Looking bit around I found that there already exist some approaches, mainly using Unicode. These methods can be categorized into following categories:
- Using homoglyphs
Homoglyphs in Unicode are characters, which look (almost) identical, but have different code. It is achieved by mixing character from Latin alphabet with characters from Greek or Cyrillic alphabets. Message is encoded as presence of either regular Latin character or its homoglyph (something like this – normal character = bit 0, alternative homoglyph bit 1). Nice example of such approach is here (on-line javascript implementation). Success of this approach depends mainly on fonts used to display carrier message. While the message can look completely innocent in one font, in another font it looks weird (as per picture below , which shows text with hidden message constructed with above mentioned tool and displayed in ‘Courier 10 Pitch’ font), because that font can miss particular characters or they look different from normal characters:
- Using unprintable, zero-width characters
Unicode contains certain characters, that are not displayed like ZERO WIDTH SPACE, ZERO WIDTH NON-JOINER, ZERO WIDTH JOINER, WORD JOINER. These characters can be inserted into unicode text to hide some information there. - Using spaces and tabs at end of lines, paragraphs, empty lines
Adding or omitting space character at the end of line/paragraph can be used to encode some information into a text. This is particularly stealthy method, because in normal text you can often see some spaces at the end of paragraphs, so it can look quite innocent even at closer look, but such formating is very fragile and will not survive conversions. Java implementation for this method can be found at Snow homepage.
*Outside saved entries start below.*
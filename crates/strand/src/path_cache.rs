//! Cache of attribute name resolutions
//!
//! Keyed by node handle and the name as requested. Entries survive value
//! writes and are dropped wholesale when the node's attribute layout changes
//! or the node dies.

use std::collections::HashMap;

use strand_core::{NodeHandle, PlugHandle};

#[derive(Default)]
pub(crate) struct PathCache {
    entries: HashMap<NodeHandle, HashMap<String, PlugHandle>>,
}

impl PathCache {
    pub fn new() -> Self {
        Self::default()
    }

    pub fn get(&self, node: NodeHandle, name: &str) -> Option<PlugHandle> {
        self.entries.get(&node)?.get(name).cloned()
    }

    pub fn insert(&mut self, node: NodeHandle, name: &str, plug: PlugHandle) {
        self.entries
            .entry(node)
            .or_default()
            .insert(name.to_string(), plug);
    }

    pub fn forget(&mut self, node: NodeHandle, name: &str) {
        if let Some(names) = self.entries.get_mut(&node) {
            names.remove(name);
        }
    }

    /// Drop every entry belonging to `node`
    pub fn invalidate(&mut self, node: NodeHandle) {
        if self.entries.remove(&node).is_some() {
            log::trace!("Invalidated attribute paths of {:?}", node);
        }
    }

    pub fn clear(&mut self) {
        self.entries.clear();
    }

    pub fn len(&self) -> usize {
        self.entries.values().map(HashMap::len).sum()
    }
}

/// Indexed lookups bypass the cache
pub(crate) fn is_cacheable(name: &str) -> bool {
    !name.contains('[')
}
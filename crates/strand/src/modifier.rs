//! Batched, reversible scene mutations
//!
//! Every operation queued on a [`Modifier`] is applied to the host right
//! away and recorded. A failure reverts what the batch already applied, in
//! reverse order, when the batch is atomic. Committing registers the whole
//! batch as a single step on the host undo stack.
//!
//! Operations remember the handles they touched. When undo or redo
//! re-creates a node it gets a new handle, so the session keeps a
//! forwarding map that later replays resolve through.
//!
//! Queries are never answered by the batch; they always hit the host.

use std::sync::{Arc, Weak};

use parking_lot::Mutex;
use strand_core::{AttributeSpec, Interpolation, Key, NodeHandle, NodeSnapshot, PlugHandle, Value};

use crate::anim::AnimCurve;
use crate::dag::DagNode;
use crate::error::{Error, ModifierError, Result};
use crate::node::Node;
use crate::plug::Plug;
use crate::session::{Session, Shared};
use crate::set::ObjectSet;

/// Lifecycle of a batch
#[derive(Debug, Clone, Copy, PartialEq, Eq)]
pub enum ModifierState {
    Building,
    Committed,
    RolledBack,
    Discarded,
}

#[derive(Debug, Clone)]
pub struct ModifierOptions {
    /// Register the committed batch on the host undo stack
    pub undoable: bool,
    /// Revert applied operations when one fails
    pub atomic: bool,
    /// Naming template for created nodes, e.g. `rig_{type}`
    ///
    /// Placeholders: `{name}`, `{type}` and `{index}`, the 1-based count of
    /// nodes this batch created so far.
    pub template: Option<String>,
    /// Undo step label
    pub name: String,
}

impl Default for ModifierOptions {
    fn default() -> Self {
        Self {
            undoable: true,
            atomic: true,
            template: None,
            name: "strand modifier".to_string(),
        }
    }
}

impl ModifierOptions {
    pub fn with_template(mut self, template: impl Into<String>) -> Self {
        self.template = Some(template.into());
        self
    }

    pub fn undoable(mut self, undoable: bool) -> Self {
        self.undoable = undoable;
        self
    }

    pub fn atomic(mut self, atomic: bool) -> Self {
        self.atomic = atomic;
        self
    }

    pub fn named(mut self, name: impl Into<String>) -> Self {
        self.name = name.into();
        self
    }
}

/// A plug an operation refers to, resolved again on every replay
#[derive(Debug, Clone)]
struct PlugRef {
    node: NodeHandle,
    path: String,
}

impl PlugRef {
    fn of(plug: &Plug) -> Result<Self> {
        plug.node().ensure_alive()?;
        let info = plug.node().shared().host.plug_info(plug.handle())?;
        Ok(Self {
            node: plug.node().handle(),
            path: info.path,
        })
    }

    fn from_handle(shared: &Shared, handle: &PlugHandle) -> Result<Self> {
        Ok(Self {
            node: handle.node(),
            path: shared.host.plug_info(handle)?.path,
        })
    }

    fn resolve(&self, shared: &Shared) -> Result<PlugHandle> {
        Ok(shared.host.find_plug(shared.current(self.node), &self.path)?)
    }
}

/// Handles of a snapshot and everything below it
fn snapshot_handles(snapshot: &NodeSnapshot, out: &mut Vec<NodeHandle>) {
    out.push(snapshot.handle);
    for child in &snapshot.children {
        snapshot_handles(child, out);
    }
}

/// Every handle a snapshot refers to, for forwarding holds
fn snapshot_references(snapshot: &NodeSnapshot, out: &mut Vec<NodeHandle>) {
    out.push(snapshot.handle);
    out.extend(snapshot.parent);
    out.extend(snapshot.connections.iter().map(|c| c.remote));
    out.extend(snapshot.memberships.iter().copied());
    out.extend(snapshot.members.iter().copied());
    for child in &snapshot.children {
        snapshot_references(child, out);
    }
}

const KEY_TOLERANCE: f64 = 1e-9;

#[derive(Debug)]
enum Op {
    CreateNode {
        type_name: String,
        name: Option<String>,
        parent: Option<NodeHandle>,
        created: Option<NodeHandle>,
    },
    DeleteNode {
        node: NodeHandle,
        snapshot: Option<NodeSnapshot>,
    },
    Rename {
        node: NodeHandle,
        name: String,
        previous: Option<String>,
    },
    Reparent {
        node: NodeHandle,
        parent: Option<NodeHandle>,
        previous: Option<Option<NodeHandle>>,
    },
    AddAttr {
        node: NodeHandle,
        spec: AttributeSpec,
    },
    DeleteAttr {
        node: NodeHandle,
        name: String,
        removed: Option<RemovedAttr>,
    },
    SetAttr {
        plug: PlugRef,
        value: Value,
        previous: Option<Value>,
    },
    ResetAttr {
        plug: PlugRef,
        previous: Option<Value>,
    },
    Connect {
        src: PlugRef,
        dst: PlugRef,
        force: bool,
        replaced: Vec<PlugRef>,
    },
    Disconnect {
        src: PlugRef,
        dst: PlugRef,
    },
    AddMember {
        set: NodeHandle,
        member: NodeHandle,
        was_member: bool,
    },
    RemoveMember {
        set: NodeHandle,
        member: NodeHandle,
    },
    SetKey {
        curve: NodeHandle,
        key: Key,
        previous: Option<Key>,
    },
}

/// What removing a dynamic attribute took with it
#[derive(Debug)]
struct RemovedAttr {
    spec: AttributeSpec,
    values: Vec<(String, Value)>,
    /// Connections as `(source, destination)`
    connections: Vec<(PlugRef, PlugRef)>,
}
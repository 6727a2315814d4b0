//! Animation curve evaluation

use strand_core::{Interpolation, Key};

/// Evaluate sorted `keys` at `time`
///
/// Holds the first and last values outside the keyed range. The
/// interpolation of the earlier key governs each segment.
pub fn evaluate(keys: &[Key], time: f64) -> f64 {
    let (first, last) = match (keys.first(), keys.last()) {
        (Some(first), Some(last)) => (first, last),
        _ => return 0.0,
    };
    if time <= first.time {
        return first.value;
    }
    if time >= last.time {
        return last.value;
    }

    let i = keys.partition_point(|k| k.time <= time) - 1;
    let (k0, k1) = (&keys[i], &keys[i + 1]);
    let span = k1.time - k0.time;
    let s = (time - k0.time) / span;

    match k0.interpolation {
        Interpolation::Step => k0.value,
        Interpolation::Linear => k0.value + (k1.value - k0.value) * s,
        Interpolation::Smooth => {
            let m0 = tangent(keys, i) * span;
            let m1 = tangent(keys, i + 1) * span;
            let s2 = s * s;
            let s3 = s2 * s;
            (2.0 * s3 - 3.0 * s2 + 1.0) * k0.value
                + (s3 - 2.0 * s2 + s) * m0
                + (-2.0 * s3 + 3.0 * s2) * k1.value
                + (s3 - s2) * m1
        }
    }
}

/// Catmull-Rom slope, flat at both ends
fn tangent(keys: &[Key], i: usize) -> f64 {
    if i == 0 || i + 1 >= keys.len() {
        return 0.0;
    }
    let (prev, next) = (&keys[i - 1], &keys[i + 1]);
    (next.value - prev.value) / (next.time - prev.time)
}

/// Insert `key`, replacing one at the same time, keeping `keys` sorted
pub fn insert_key(keys: &mut Vec<Key>, key: Key) {
    match keys.iter().position(|k| (k.time - key.time).abs() < 1e-9) {
        Some(i) => keys[i] = key,
        None => {
            let at = keys.partition_point(|k| k.time < key.time);
            keys.insert(at, key);
        }
    }
}

#[cfg(test)]
mod tests {
    use super::*;

    fn key(time: f64, value: f64, interpolation: Interpolation) -> Key {
        Key {
            time,
            value,
            interpolation,
        }
    }

    #[test]
    fn test_linear_and_hold() {
        let keys = vec![
            key(0.0, 0.0, Interpolation::Linear),
            key(2.0, 10.0, Interpolation::Linear),
        ];
        assert_eq!(evaluate(&keys, -1.0), 0.0);
        assert_eq!(evaluate(&keys, 1.0), 5.0);
        assert_eq!(evaluate(&keys, 3.0), 10.0);
        assert_eq!(evaluate(&[], 3.0), 0.0);
    }

    #[test]
    fn test_step() {
        let keys = vec![
            key(0.0, 1.0, Interpolation::Step),
            key(1.0, 2.0, Interpolation::Step),
        ];
        assert_eq!(evaluate(&keys, 0.99), 1.0);
        assert_eq!(evaluate(&keys, 1.0), 2.0);
    }

    #[test]
    fn test_smooth_is_symmetric_between_flat_ends() {
        let keys = vec![
            key(0.0, 0.0, Interpolation::Smooth),
            key(1.0, 1.0, Interpolation::Smooth),
        ];
        assert!((evaluate(&keys, 0.5) - 0.5).abs() < 1e-12);
        assert!(evaluate(&keys, 0.25) < 0.25);
    }

    #[test]
    fn test_insert_overwrites() {
        let mut keys = Vec::new();
        insert_key(&mut keys, key(2.0, 1.0, Interpolation::Linear));
        insert_key(&mut keys, key(0.0, 1.0, Interpolation::Linear));
        insert_key(&mut keys, key(2.0, 5.0, Interpolation::Linear));
        assert_eq!(keys.len(), 2);
        assert_eq!(keys[0].time, 0.0);
        assert_eq!(keys[1].value, 5.0);
    }
}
As I noted previously I was particularly interested to find how secret message can survive transformation of the text – for this purpose I created small python library unistego, which supports either plain text or html text and provides two simple methods – called strategies (first method is using zero width joiner and non-joiner, second is using alternative homoglyph space character). These methods were designed by two main criteria :
- Rendering of text with hidden message
Viewing text with hidden message in most common tools should not differ from viewing original clean text. I’ve tested in several tools (browser, e-book reader, text editors). From all these only LibreOffice/OpenOffice Writer has been able to show some hidden characters ( zero width space and zero width joiners were displayed as special gray editing marks). - Persistence of characters during transformation
For testing transformation I used Calibre e-book management software. Here I was able to retain secret message in the e-book during conversions between following formats:
TXT -> EPUB -> MOBI -> FB2 -> TXT
HTML -> EPUB -> MOBI -> FB2 -> TXT
PDF format showed as more problematic – for no strategy secret message survived conversion to and from PDF (joiners were replaces by zero width space, not sure what exactly happened to alternative spaces, but it did not work either). But I believe that some other strategy, carefully designed with PDF in mind, can survive transformation to and from PDF format.
Wszystkie opisane metody nie dają możliwości przetrwania tekstu jeśli nie jest on wysłany w formie pliku. Serwer może skasować zarówno nadmiarowe spacje w tekście jak i znaki o zerowej długości. A skoro możemy wysłac plik, to już lepiej wysłać bmp i w nim ukryc tekst.
Described method was used with text files, especially ebooks, which I believe was clearly explained in text. If it is valid for discussion forums, article comments and other online services very much depends on particular solution – if it keeps Unicode text untouched, then hidden message is persisted, if text is somehow normalized (like replacing spaces etc.) then this method indeed does not work. Of course you can hide secret message in picture or video, but this article was particularly about using unicode text.